Every line of the data below is to be written out again exactly.

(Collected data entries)
========================

//! Process-wide logging bootstrap.
//!
//! # Responsibility
//! - Start the rolling file logger once per process.
//! - Capture panics as structured log events.
//!
//! # Invariants
//! - Initialization is idempotent for identical arguments and never panics.
//! - Re-initialization with another level or directory is rejected.
//! - Core events carry metadata only (`event=… module=… status=…`), never
//!   document content.

use crate::config::CoreConfig;
use flexi_logger::{
    Cleanup, Criterion, Duplicate, FileSpec, Logger, LoggerHandle, Naming, WriteMode,
};
use log::{error, info};
use once_cell::sync::OnceCell;
use std::path::{Path, PathBuf};

const LOG_FILE_BASENAME: &str = "mdplanner";
const MAX_LOG_FILE_SIZE_BYTES: u64 = 10 * 1024 * 1024;
const MAX_LOG_FILES: usize = 5;
const MAX_PANIC_PAYLOAD_CHARS: usize = 160;

static LOGGING_STATE: OnceCell<LoggingState> = OnceCell::new();
static PANIC_HOOK_INSTALLED: OnceCell<()> = OnceCell::new();

struct LoggingState {
    level: &'static str,
    log_dir: PathBuf,
    _logger: LoggerHandle,
}

/// Starts file logging at `level` under the absolute directory `log_dir`.
///
/// # Errors
/// - Unsupported level, empty or relative directory.
/// - A previous initialization used a different level or directory.
/// - The logger backend fails to start.
pub fn init_logging(level: &str, log_dir: &str) -> Result<(), String> {
    let level = normalize_level(level)?;
    let log_dir = normalize_log_dir(log_dir)?;

    let state = LOGGING_STATE.get_or_try_init(|| start_logger(level, &log_dir))?;
    if state.log_dir != log_dir {
        return Err(format!(
            "logging already initialized at `{}`; refusing to switch to `{}`",
            state.log_dir.display(),
            log_dir.display()
        ));
    }
    if state.level != level {
        return Err(format!(
            "logging already initialized with level `{}`; refusing to switch to `{}`",
            state.level, level
        ));
    }
    Ok(())
}

/// Starts logging with the configured level, or the build default.
pub fn init_logging_with_config(config: &CoreConfig, log_dir: &str) -> Result<(), String> {
    let level = config
        .log_level
        .as_deref()
        .unwrap_or_else(|| default_log_level());
    init_logging(level, log_dir)
}

/// `(level, log_dir)` of the active logger, if any.
pub fn logging_status() -> Option<(&'static str, PathBuf)> {
    LOGGING_STATE
        .get()
        .map(|state| (state.level, state.log_dir.clone()))
}

/// `debug` in debug builds, `info` otherwise.
pub fn default_log_level() -> &'static str {
    if cfg!(debug_assertions) {
        "debug"
    } else {
        "info"
    }
}

fn start_logger(level: &'static str, log_dir: &Path) -> Result<LoggingState, String> {
    std::fs::create_dir_all(log_dir).map_err(|err| {
        format!(
            "failed to create log directory `{}`: {err}",
            log_dir.display()
        )
    })?;

    let logger = Logger::try_with_str(level)
        .map_err(|err| format!("invalid log level `{level}`: {err}"))?
        .log_to_file(
            FileSpec::default()
                .directory(log_dir)
                .basename(LOG_FILE_BASENAME),
        )
        .rotate(
            Criterion::Size(MAX_LOG_FILE_SIZE_BYTES),
            Naming::Numbers,
            Cleanup::KeepLogFiles(MAX_LOG_FILES),
        )
        .duplicate_to_stderr(Duplicate::Warn)
        .write_mode(WriteMode::BufferAndFlush)
        .append()
        .format_for_files(flexi_logger::detailed_format)
        .start()
        .map_err(|err| format!("failed to start logger: {err}"))?;

    install_panic_hook_once();
    info!(
        "event=core_init module=logging status=ok level={} version={} platform={}",
        level,
        env!("CARGO_PKG_VERSION"),
        std::env::consts::OS
    );

    Ok(LoggingState {
        level,
        log_dir: log_dir.to_path_buf(),
        _logger: logger,
    })
}

fn normalize_level(level: &str) -> Result<&'static str, String> {
    match level.trim().to_ascii_lowercase().as_str() {
        "trace" => Ok("trace"),
        "debug" => Ok("debug"),
        "info" => Ok("info"),
        "warn" | "warning" => Ok("warn"),
        "error" => Ok("error"),
        other => Err(format!(
            "unsupported log level `{other}`; expected trace|debug|info|warn|error"
        )),
    }
}

fn normalize_log_dir(log_dir: &str) -> Result<PathBuf, String> {
    let trimmed = log_dir.trim();
    if trimmed.is_empty() {
        return Err("log_dir cannot be empty".to_string());
    }
    let path = Path::new(trimmed);
    if !path.is_absolute() {
        return Err(format!("log_dir must be an absolute path, got `{trimmed}`"));
    }
    Ok(path.to_path_buf())
}

fn install_panic_hook_once() {
    if PANIC_HOOK_INSTALLED.set(()).is_err() {
        return;
    }
    let previous_hook = std::panic::take_hook();
    std::panic::set_hook(Box::new(move |panic_info| {
        let location = panic_info
            .location()
            .map(|loc| format!("{}:{}", loc.file(), loc.line()))
            .unwrap_or_else(|| "unknown".to_string());
        let payload = if let Some(message) = panic_info.payload().downcast_ref::<&str>() {
            (*message).to_string()
        } else if let Some(message) = panic_info.payload().downcast_ref::<String>() {
            message.clone()
        } else {
            "non-string panic payload".to_string()
        };
        error!(
            "event=panic_captured module=logging status=error location={} payload={}",
            location,
            sanitize_message(&payload, MAX_PANIC_PAYLOAD_CHARS)
        );
        previous_hook(panic_info);
    }));
}

/// Single-line, length-capped rendering of untrusted text.
fn sanitize_message(value: &str, max_chars: usize) -> String {
    let normalized = value.replace(['\n', '\r'], " ");
    let mut truncated = normalized.chars().take(max_chars).collect::<String>();
    if normalized.chars().count() > max_chars {
        truncated.push_str("...");
    }
    truncated
}

#[cfg(test)]
mod tests {
    use super::{init_logging, logging_status, normalize_level, normalize_log_dir, sanitize_message};

    #[test]
    fn levels_normalize_case_and_aliases() {
        assert_eq!(normalize_level("INFO").expect("INFO is valid"), "info");
        assert_eq!(normalize_level(" warning ").expect("warning is valid"), "warn");
        assert!(normalize_level("verbose").is_err());
    }

    #[test]
    fn relative_log_dir_is_rejected() {
        let error = normalize_log_dir("logs").expect_err("relative path must fail");
        assert!(error.contains("absolute"));
    }

    #[test]
    fn sanitize_flattens_and_caps() {
        let sanitized = sanitize_message("a\nb\rc-long-tail", 5);
        assert_eq!(sanitized, "a b c...");
    }

    #[test]
    fn second_init_must_match_the_first() {
        let dir = tempfile::tempdir().expect("temp dir");
        let log_dir = dir.path().join("logs");
        let log_dir_str = log_dir.to_str().expect("utf-8 temp path").to_string();
        let other_dir = dir.path().join("other");
        let other_dir_str = other_dir.to_str().expect("utf-8 temp path").to_string();

        init_logging("info", &log_dir_str).expect("first init");
        init_logging("info", &log_dir_str).expect("identical init is a no-op");
        assert!(init_logging("debug", &log_dir_str)
            .expect_err("level switch rejected")
            .contains("refusing to switch"));
        assert!(init_logging("info", &other_dir_str)
            .expect_err("directory switch rejected")
            .contains("refusing to switch"));

        let (level, active_dir) = logging_status().expect("logging active");
        assert_eq!(level, "info");
        assert_eq!(active_dir, log_dir);
    }
}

========================

OUTPUT BELOW.
//! Process-wide logging bootstrap.
//!
//! # Responsibility
//! - Start the rolling file logger once per process.
//! - Capture panics as structured log events.
//!
//! # Invariants
//! - Initialization is idempotent for identical arguments and never panics.
//! - Re-initialization with another level or directory is rejected.
//! - Core events carry metadata only (`event=… module=… status=…`), never
//!   document content.

use crate::config::CoreConfig;
use flexi_logger::{
    Cleanup, Criterion, Duplicate, FileSpec, Logger, LoggerHandle, Naming, WriteMode,
};
use log::{error, info};
use once_cell::sync::OnceCell;
use std::path::{Path, PathBuf};

const LOG_FILE_BASENAME: &str = "mdplanner";
const MAX_LOG_FILE_SIZE_BYTES: u64 = 10 * 1024 * 1024;
const MAX_LOG_FILES: usize = 5;
const MAX_PANIC_PAYLOAD_CHARS: usize = 160;

static LOGGING_STATE: OnceCell<LoggingState> = OnceCell::new();
static PANIC_HOOK_INSTALLED: OnceCell<()> = OnceCell::new();

struct LoggingState {
    level: &'static str,
    log_dir: PathBuf,
    _logger: LoggerHandle,
}

/// Starts file logging at `level` under the absolute directory `log_dir`.
///
/// # Errors
/// - Unsupported level, empty or relative directory.
/// - A previous initialization used a different level or directory.
/// - The logger backend fails to start.
pub fn init_logging(level: &str, log_dir: &str) -> Result<(), String> {
    let level = normalize_level(level)?;
    let log_dir = normalize_log_dir(log_dir)?;

    let state = LOGGING_STATE.get_or_try_init(|| start_logger(level, &log_dir))?;
    if state.log_dir != log_dir {
        return Err(format!(
            "logging already initialized at `{}`; refusing to switch to `{}`",
            state.log_dir.display(),
            log_dir.display()
        ));
    }
    if state.level != level {
        return Err(format!(
            "logging already initialized with level `{}`; refusing to switch to `{}`",
            state.level, level
        ));
    }
    Ok(())
}

/// Starts logging with the configured level, or the build default.
pub fn init_logging_with_config(config: &CoreConfig, log_dir: &str) -> Result<(), String> {
    let level = config
        .log_level
        .as_deref()
        .unwrap_or_else(|| default_log_level());
    init_logging(level, log_dir)
}

/// `(level, log_dir)` of the active logger, if any.
pub fn logging_status() -> Option<(&'static str, PathBuf)> {
    LOGGING_STATE
        .get()
        .map(|state| (state.level, state.log_dir.clone()))
}

/// `debug` in debug builds, `info` otherwise.
pub fn default_log_level() -> &'static str {
    if cfg!(debug_assertions) {
        "debug"
    } else {
        "info"
    }
}

fn start_logger(level: &'static str, log_dir: &Path) -> Result<LoggingState, String> {
    std::fs::create_dir_all(log_dir).map_err(|err| {
        format!(
            "failed to create log directory `{}`: {err}",
            log_dir.display()
        )
    })?;

    let logger = Logger::try_with_str(level)
        .map_err(|err| format!("invalid log level `{level}`: {err}"))?
        .log_to_file(
            FileSpec::default()
                .directory(log_dir)
                .basename(LOG_FILE_BASENAME),
        )
        .rotate(
            Criterion::Size(MAX_LOG_FILE_SIZE_BYTES),
            Naming::Numbers,
            Cleanup::KeepLogFiles(MAX_LOG_FILES),
        )
        .duplicate_to_stderr(Duplicate::Warn)
        .write_mode(WriteMode::BufferAndFlush)
        .append()
        .format_for_files(flexi_logger::detailed_format)
        .start()
        .map_err(|err| format!("failed to start logger: {err}"))?;

    install_panic_hook_once();
    info!(
        "event=core_init module=logging status=ok level={} version={} platform={}",
        level,
        env!("CARGO_PKG_VERSION"),
        std::env::consts::OS
    );

    Ok(LoggingState {
        level,
        log_dir: log_dir.to_path_buf(),
        _logger: logger,
    })
}

fn normalize_level(level: &str) -> Result<&'static str, String> {
    match level.trim().to_ascii_lowercase().as_str() {
        "trace" => Ok("trace"),
        "debug" => Ok("debug"),
        "info" => Ok("info"),
        "warn" | "warning" => Ok("warn"),
        "error" => Ok("error"),
        other => Err(format!(
            "unsupported log level `{other}`; expected trace|debug|info|warn|error"
        )),
    }
}

fn normalize_log_dir(log_dir: &str) -> Result<PathBuf, String> {
    let trimmed = log_dir.trim();
    if trimmed.is_empty() {
        return Err("log_dir cannot be empty".to_string());
    }
    let path = Path::new(trimmed);
    if !path.is_absolute() {
        return Err(format!("log_dir must be an absolute path, got `{trimmed}`"));
    }
    Ok(path.to_path_buf())
}

fn install_panic_hook_once() {
    if PANIC_HOOK_INSTALLED.set(()).is_err() {
        return;
    }
    let previous_hook = std::panic::take_hook();
    std::panic::set_hook(Box::new(move |panic_info| {
        let location = panic_info
            .location()
            .map(|loc| format!("{}:{}", loc.file(), loc.line()))
            .unwrap_or_else(|| "unknown".to_string());
        let payload = if let Some(message) = panic_info.payload().downcast_ref::<&str>() {
            (*message).to_string()
        } else if let Some(message) = panic_info.payload().downcast_ref::<String>() {
            message.clone()
        } else {
            "non-string panic payload".to_string()
        };
        error!(
            "event=panic_captured module=logging status=error location={} payload={}",
            location,
            sanitize_message(&payload, MAX_PANIC_PAYLOAD_CHARS)
        );
        previous_hook(panic_info);
    }));
}

/// Single-line, length-capped rendering of untrusted text.
fn sanitize_message(value: &str, max_chars: usize) -> String {
    let normalized = value.replace(['\n', '\r'], " ");
    let mut truncated = normalized.chars().take(max_chars).collect::<String>();
    if normalized.chars().count() > max_chars {
        truncated.push_str("...");
    }
    truncated
}

#[cfg(test)]
mod tests {
    use super::{init_logging, logging_status, normalize_level, normalize_log_dir, sanitize_message};

    #[test]
    fn levels_normalize_case_and_aliases() {
        assert_eq!(normalize_level("INFO").expect("INFO is valid"), "info");
        assert_eq!(normalize_level(" warning ").expect("warning is valid"), "warn");
        assert!(normalize_level("verbose").is_err());
    }

    #[test]
    fn relative_log_dir_is_rejected() {
        let error = normalize_log_dir("logs").expect_err("relative path must fail");
        assert!(error.contains("absolute"));
    }

    #[test]
    fn sanitize_flattens_and_caps() {
        let sanitized = sanitize_message("a\nb\rc-long-tail", 5);
        assert_eq!(sanitized, "a b c...");
    }

    #[test]
    fn second_init_must_match_the_first() {
        let dir = tempfile::tempdir().expect("temp dir");
        let log_dir = dir.path().join("logs");
        let log_dir_str = log_dir.to_str().expect("utf-8 temp path").to_string();
        let other_dir = dir.path().join("other");
        let other_dir_str = other_dir.to_str().expect("utf-8 temp path").to_string();

        init_logging("info", &log_dir_str).expect("first init");
        init_logging("info", &log_dir_str).expect("identical init is a no-op");
        assert!(init_logging("debug", &log_dir_str)
            .expect_err("level switch rejected")
            .contains("refusing to switch"));
        assert!(init_logging("info", &other_dir_str)
            .expect_err("directory switch rejected")
            .contains("refusing to switch"));

        let (level, active_dir) = logging_status().expect("logging active");
        assert_eq!(level, "info");
        assert_eq!(active_dir, log_dir);
    }
}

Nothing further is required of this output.